While Crawford would move to dismiss the third-party complaint, LSYSC moved for summary judgment against Stathis and Celebrity Farms. That summary judgment was granted on the basis that there were no material facts in dispute concerning LSYSC’s breach of contract claims against Stathis and Celebrity Farms, and LSYSC was ultimately awarded a judgment in the amount of $204,300 “plus interest thereon at the agreed rate of 1.50% per month from August 16, 2018 until paid,” plus attorney fees and costs expended. In a subsequent ruling, the trial court held that LSYSC was justified in its delay in delivering the registration certificates for Fool to Believe and Italian Style under the terms of the sales agreement. This appeal followed.

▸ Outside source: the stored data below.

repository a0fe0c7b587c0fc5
//! Review Handlers

pub(crate) mod create;
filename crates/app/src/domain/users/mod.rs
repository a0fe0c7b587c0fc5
//! Users

pub mod data;
pub mod errors;
pub mod records;
mod repository;
pub mod service;

pub use errors::UsersServiceError;
pub use service::*;
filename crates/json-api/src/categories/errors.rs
//! Category Errors

use salvo::http::StatusError;
use tracing::error;

use storefront_app::domain::categories::CategoriesServiceError;

pub(crate) fn into_status_error(error: CategoriesServiceError) -> StatusError {
    match error {
        CategoriesServiceError::AlreadyExists => {
            StatusError::conflict().brief("Category already exists")
        }
        CategoriesServiceError::NotFound => StatusError::not_found().brief("Category not found"),
        CategoriesServiceError::ParentNotFound | CategoriesServiceError::InvalidReference => {
            StatusError::bad_request().brief("Parent category not found")
        }
        CategoriesServiceError::InvalidName => StatusError::bad_request()
            .brief("Category name must contain at least one letter or digit"),
        CategoriesServiceError::MissingRequiredData | CategoriesServiceError::InvalidData => {
            StatusError::bad_request().brief("Invalid category payload")
        }
        CategoriesServiceError::Sql(source) => {
            error!("categories storage error: {source}");

            StatusError::internal_server_error().brief("Internal server error")
        }
    }
}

After determining that sufficient discovery had taken place in order for summary judgment to be considered, the Court of Appeals would affirm the actions of the trial court. Specifically, while Stathis asserted he needed to undertake additional discovery from Martinez and Crawford, it was held that would be irrelevant to the contract between Stathis/Celebrity Farms and LSYSC in connection with the sale of Mettle. First, the court reviewed the merger clause of the sales agreement (which by reference incorporated several distinct documents) and the language that LSYSC “shall not be bound by any oral or written agreement or alleged agreement varying from these Conditions of Sale [.]” 2020 WL 3401184 *3. That shut the door on Stathis’ argument that the agreements were modified by LSYSC’s alleged knowledge of the partnership.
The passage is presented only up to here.